Ratiopharm Ulm bot gegen Würzburg erneut eine dürftige Leistung und kassierte beim 73:82 die fünfte Niederlage im sechsten Bundesligaspiel. Damit steckt das Team von Trainer Jaka Lakovic tief im Tabellenkeller fest.

Die Hausherren musste ohne Tyler Harvey (Ellbogenverletzung) und Zoran Dragic (Oberschenkelverletzung) antreten, konnten dafür aber wieder auf die Dienste von Isaiah Briscoe setzen, der nach dem plötzlichen Tod seines Vaters aus den USA zurückgekehrt war.

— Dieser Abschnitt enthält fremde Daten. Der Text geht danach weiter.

#![cfg_attr(docsrs, feature(doc_cfg))]

//! # Bulwark
//!
//! Bulwark wraps a unit of work, typically a call to a remote dependency, with
//! **bounded concurrency** (bulkheading), an **enforced timeout**, **fallback** behavior
//! and a **circuit breaker** that stops calling a chronically failing dependency.
//!
//! Executions are grouped by a `CommandKey`. Every key owns one circuit breaker
//! (which in turn owns the rolling metrics window) and one bulkhead. They are created lazily
//! on first use and live in a `CommandRegistry` until it is reset.
//!
//! The control flow of a single execution is:
//!
//! ```text
//! caller -> executor -> breaker.try_pass? -> bulkhead.acquire -> work (under deadline)
//!        -> record outcome -> fallback (on any failure path) -> notify -> result
//! ```
//!
//! ## Add Dependency
//!
//! ```toml
//! [dependencies]
//! bulwark = { version = "0.1.0" }
//! ```
//!
//! Optional features lists:
//! - logger_env: Use `env_logger` to initialize logging.
//! - logger_log4rs: Use `log4rs` to initialize logging.
//!
//! ## Initialization
//!
//! The `api` module provides following interfaces:
//!
//! - `init_default()`: Load configurations from environment variable. For undefined configurations, use default values.
//! - `init_with_config_file(config_path: &mut String)`: Load configurations from a YAML file.
//! - `init_with_config(config_entity: ConfigEntity)`: Use hand-crafted `ConfigEntity` to initialize.
//!
//! ## Executing a Command
//!
//! ```rust
//! use bulwark::{command::Command, CommandConfig};
//!
//! bulwark::register_command("remote".into(), CommandConfig {
//!     timeout_ms: 200,
//!     ..Default::default()
//! })?;
//! let command = Command::new("remote".into(), |_ctx| call_remote())
//!     .with_fallback(|_err| Ok(String::from("N/A")));
//! let value = bulwark::execute(command)?;
//! ```
//!
//! Callers that need an explicit lifecycle (tests, multi-tenant hosts) build their own
//! `CommandRegistry` and `CommandExecutor` instead of using the process-wide default.

/// Process-wide API and initialization.
pub mod api;
/// Core implementations: the rolling metrics window and its underlying LeapArray,
/// the circuit breaker, the bulkhead, the command executor and its registry,
/// event notification and engine configuration.
pub mod core;
/// Adapters for different logging crates.
pub mod logging;
// Utility functions.
pub mod utils;

// re-export precludes
pub use crate::core::*;
pub use api::*;

pub type Result<T> = anyhow::Result<T>;
pub type Error = anyhow::Error;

Ratiopharm Ulm rennt Rückstand hinterher

Nach zuletzt zwei über weiter Strecken überzeugenden Auftritten in Berlin und Bologna war die Hoffnung auf einen Sieg groß gewesen. Doch schnell zeigte sich, dass ein hartes Stück Arbeit auf das Team wartet. Während Würzburg aggressiv verteidigte, nahmen es die Ulmer in der Defensive nicht ganz so ernst und rannten im ersten Viertel zumeist einen Rückstand hinterher.

Erneut ein Manko waren dabei die vielen Ballverluste, die sich die Ratiopharm-Akteure in den ersten zehn Minuten leisteten (6). Die konnten sie immerhin dank sieben Offensivrebounds ausgleichen, so dass sie nach dem ersten Durchgang lediglich mit 17:21 zurück lagen.

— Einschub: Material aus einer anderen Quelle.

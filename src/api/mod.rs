//! mod `api` provides the topmost APIs for users of bulwark, backed by a process-wide
//! default `CommandRegistry`. Bulwark supports three ways to perform initialization:
//!
//!  1. `init_default()`, using the system environment and default values.
//!  2. `init_with_config(config_entity: ConfigEntity)`, using a customized `ConfigEntity`.
//!  3. `init_with_config_file(config_path: &mut String)`, using a YAML file.
//!
//! Initialization is optional: commands never registered run with the default `CommandConfig`.
//!
//! ```ignore
//! bulwark::init_default()?;
//! bulwark::register_command("remote".into(), CommandConfig {
//!     timeout_ms: 200,
//!     ..Default::default()
//! })?;
//! let value = bulwark::execute(
//!     Command::new("remote".into(), |ctx| call_remote(ctx.remaining()))
//!         .with_fallback(|_err| Ok(String::from("N/A"))),
//! )?;
//! ```

mod api;
mod init;

pub use api::*;
pub use init::*;
//! Initialization sets up the runtime environment of bulwark:
//! 1. override the global config, from a hand-built entity, a YAML file or env variables
//! 2. initialize the global logger
//! 3. configure the default registry with the command configs of the global config

use super::default_registry;
use crate::config::{self, ConfigEntity};
use crate::{logging, Result};

/// `init_default` initializes bulwark using the configuration from system
/// environment and the default value.
#[inline]
pub fn init_default() -> Result<()> {
    init_bulwark(&mut String::new())
}

/// `init_with_config` initializes bulwark using given config.
#[inline]
pub fn init_with_config(config_entity: ConfigEntity) -> Result<()> {
    config_entity.check()?;
    config::reset_global_config(config_entity);
    config::override_config_from_env_and_init_log()?;
    init_commands()
}

/// `init_with_config_file` loads the general configuration from the given YAML file
/// and initializes bulwark.
#[inline]
pub fn init_with_config_file(config_path: &mut String) -> Result<()> {
    init_bulwark(config_path)
}

#[inline]
fn init_bulwark(config_path: &mut String) -> Result<()> {
    // Initialize general config and logging module.
    config::init_config_with_yaml(config_path)?;
    init_commands()
}

// `init_commands` applies the command configs of the global config to the default registry
fn init_commands() -> Result<()> {
    let registry = default_registry();
    registry.set_default_config(config::command_defaults())?;
    for (name, command) in config::commands() {
        registry.register_command(name.as_str().into(), command)?;
    }
    logging::info!(
        "[Init] Bulwark initialized, commands: {:?}",
        registry.command_keys()
    );
    Ok(())
}
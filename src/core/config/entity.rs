use super::constant::*;
use crate::command::CommandConfig;
use crate::{Error, Result};
use serde::{Deserialize, Serialize};
use std::collections::HashMap;
use std::fmt;

#[derive(Serialize, Deserialize, Debug, Clone, PartialEq)]
#[serde(default)]
pub struct AppConfig {
    // app_name represents the name of current running service.
    pub app_name: String,
}

impl Default for AppConfig {
    fn default() -> Self {
        AppConfig {
            app_name: DEFAULT_APP_NAME.into(),
        }
    }
}

// LogConfig represent the configuration of logging in Bulwark.
#[derive(Serialize, Deserialize, Debug, Clone, PartialEq)]
#[serde(default)]
pub struct LogConfig {
    // config_file is the log4rs configuration, used with the `logger_log4rs` feature
    pub config_file: String,
}

impl Default for LogConfig {
    fn default() -> Self {
        LogConfig {
            config_file: LOG_CONFIG_FILE.into(),
        }
    }
}

// EngineConfig represent the general configuration of Bulwark.
#[derive(Serialize, Deserialize, Debug, Clone, PartialEq, Default)]
#[serde(default)]
pub struct EngineConfig {
    pub app: AppConfig,
    pub log: LogConfig,
    // command_defaults applies to command keys created lazily on first use
    pub command_defaults: CommandConfig,
    // commands are registered by name at initialization
    pub commands: HashMap<String, CommandConfig>,
}

#[derive(Serialize, Deserialize, Debug, Clone, PartialEq)]
pub struct ConfigEntity {
    pub version: String,
    pub config: EngineConfig,
}

impl Default for ConfigEntity {
    fn default() -> Self {
        ConfigEntity {
            version: BULWARK_VERSION.into(),
            config: EngineConfig::default(),
        }
    }
}

impl ConfigEntity {
    pub fn new() -> Self {
        ConfigEntity::default()
    }

    pub fn check(&self) -> Result<()> {
        if self.version.is_empty() {
            return Err(Error::msg("empty version"));
        }
        if self.config.app.app_name.is_empty() {
            return Err(Error::msg("empty app name"));
        }
        self.config
            .command_defaults
            .is_valid()
            .map_err(|err| err.context("illegal command_defaults"))?;
        for (name, command) in &self.config.commands {
            if name.is_empty() {
                return Err(Error::msg("empty command name"));
            }
            command
                .is_valid()
                .map_err(|err| err.context(format!("illegal config of command {}", name)))?;
        }
        Ok(())
    }
}

impl fmt::Display for ConfigEntity {
    fn fmt(&self, f: &mut fmt::Formatter<'_>) -> fmt::Result {
        match serde_json::to_string(self) {
            Ok(json) => write!(f, "{}", json),
            Err(_) => write!(f, "{:?}", self),
        }
    }
}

Im zweiten Viertel passten die Lakovic-Schützlinge dann besser auf den Ball auf und verteidigen mit mehr Intensität. Dass Ulm zur Halbzeit (38:39) nicht führte, lag unter anderem an der Freiwurfschwäche. Gleich acht Punkte ließen die Hausherren liegen und trafen nur 14 ihrer 22 Versuche.

Im dritten Viertel bestätigte dann Killian Hayes seine zuletzt gezeigte ansteigende Form. Der 18-Jährige glänzte als Assistgeber und Scorer. Dank ihm führte Ulm nach fünf Minuten im dritten Viertel mit 53:49. Dann allerdings übernahmen wieder die Gäste die Initiative und gingen mit einem Plus von vier Zählern (62:58) ins vierte Viertel.

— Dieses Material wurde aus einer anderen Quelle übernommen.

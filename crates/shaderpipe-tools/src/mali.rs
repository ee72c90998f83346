//! Arm Mali Offline Compiler: performance report for GLSL or SPIR-V.
//!
//! Diagnostic only: the report is an output, never a pipeable artifact.

use std::ffi::OsString;
use std::path::Path;
use std::sync::Arc;

use async_trait::async_trait;
use shaderpipe_core::language::{GLSL, SPIRV};
use shaderpipe_core::{
    BoundArguments, ParameterSpec, ShaderCode, ShaderTool, StepOutput, StepResult, ToolDescriptor,
    ToolError,
};

use crate::common::{ENTRY_POINT, SHADER_STAGE, entry_point, shader_stage};
use crate::toolchain::Toolchain;
use crate::workspace::Workspace;

pub const NAME: &str = "mali";
pub const EXECUTABLE: &str = "malioc";

pub const CORE: &str = "Core";

const CORES: [&str; 10] = [
    "Mali-G31", "Mali-G51", "Mali-G52", "Mali-G57", "Mali-G71", "Mali-G72", "Mali-G76",
    "Mali-G77", "Mali-G78", "Mali-G710",
];

pub fn descriptor() -> ToolDescriptor {
    ToolDescriptor::new(NAME, "Mali Offline Compiler")
        .with_description("Arm's static performance analyzer for Mali GPUs")
        .with_input_languages([GLSL, SPIRV])
        .with_parameter(shader_stage())
        .with_parameter(ParameterSpec::choice(CORE, CORES, "Mali-G72").with_description("Target GPU"))
        .with_parameter(entry_point("main"))
}

fn stage_flag(stage: &str) -> &'static str {
    match stage {
        "vert" => "--vertex",
        "tesc" => "--tessellation_control",
        "tese" => "--tessellation_evaluation",
        "geom" => "--geometry",
        "comp" => "--compute",
        _ => "--fragment",
    }
}

/// Command line for analysing `input` (in `language`).
pub fn build_args(
    args: &BoundArguments,
    language: &str,
    input: &Path,
) -> Result<Vec<OsString>, ToolError> {
    let mut cmd: Vec<OsString> = vec![
        "--core".into(),
        args.string(CORE)?.into(),
        stage_flag(args.string(SHADER_STAGE)?).into(),
    ];

    if language == SPIRV {
        cmd.push("--spirv".into());
        cmd.push("--name".into());
        cmd.push(args.string(ENTRY_POINT)?.into());
    }

    cmd.push(input.into());
    Ok(cmd)
}

/// Mali Offline Compiler adapter.
#[derive(Debug)]
pub struct Mali {
    descriptor: ToolDescriptor,
    toolchain: Arc<Toolchain>,
}

impl Mali {
    pub fn new(toolchain: Arc<Toolchain>) -> Self {
        Self {
            descriptor: descriptor().with_parameter(toolchain.version_parameter(NAME)),
            toolchain,
        }
    }
}

#[async_trait]
impl ShaderTool for Mali {
    fn descriptor(&self) -> &ToolDescriptor {
        &self.descriptor
    }

    async fn compile(
        &self,
        input: &ShaderCode,
        args: &BoundArguments,
    ) -> Result<StepResult, ToolError> {
        let ws = Workspace::with_input(input).await?;
        let cmd_args = build_args(args, &input.language, ws.input())?;

        let output = self
            .toolchain
            .runner()
            .run(&self.toolchain.program(NAME, EXECUTABLE, args)?, cmd_args, ws.root())
            .await?
            .check()?;

        Ok(StepResult::terminal(vec![StepOutput::text(
            "Output",
            None,
            output.stdout,
        )]))
    }
}

#[cfg(test)]
mod tests {
    use std::collections::HashMap;

    use shaderpipe_core::bind;

    use super::*;

    fn line(pairs: &[(&str, &str)], language: &str) -> Vec<String> {
        let raw: HashMap<String, String> = pairs
            .iter()
            .map(|(k, v)| (k.to_string(), v.to_string()))
            .collect();
        let args = bind(&descriptor().parameters, &raw).unwrap();
        build_args(&args, language, Path::new("in"))
            .unwrap()
            .into_iter()
            .map(|s| s.to_string_lossy().into_owned())
            .collect()
    }

    #[test]
    fn test_glsl_fragment() {
        assert_eq!(line(&[], GLSL), vec!["--core", "Mali-G72", "--fragment", "in"]);
    }

    #[test]
    fn test_spirv_vertex_with_entry() {
        assert_eq!(
            line(
                &[("ShaderStage", "vert"), ("Core", "Mali-G76"), ("EntryPoint", "VSMain")],
                SPIRV
            ),
            vec!["--core", "Mali-G76", "--vertex", "--spirv", "--name", "VSMain", "in"]
        );
    }

    #[test]
    fn test_is_terminal() {
        assert!(descriptor().is_terminal());
    }
}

Leistung der Ulmer reicht nicht aus, um in Bundesliga zu gewinnen

Dort änderte sich wenig am bislang gezeigten Bild. Die Ulmer waren zwar bemüht, aber das reicht halt nicht aus, um in der Bundesliga zu gewinnen. Würzburg zeigte sich in den entscheidenden Momentan abgezockter, während die Hausherren es erneut nicht schafften, gegen einen keineswegs übermächtigen Gegner den zweiten Sieg der Bundesliga-Saison einzufahren. In der Form, in der sich das Team in der Liga präsentiert, ist keine Besserung in Sicht. Zumal es am kommenden Sonntag nach Bamberg geht.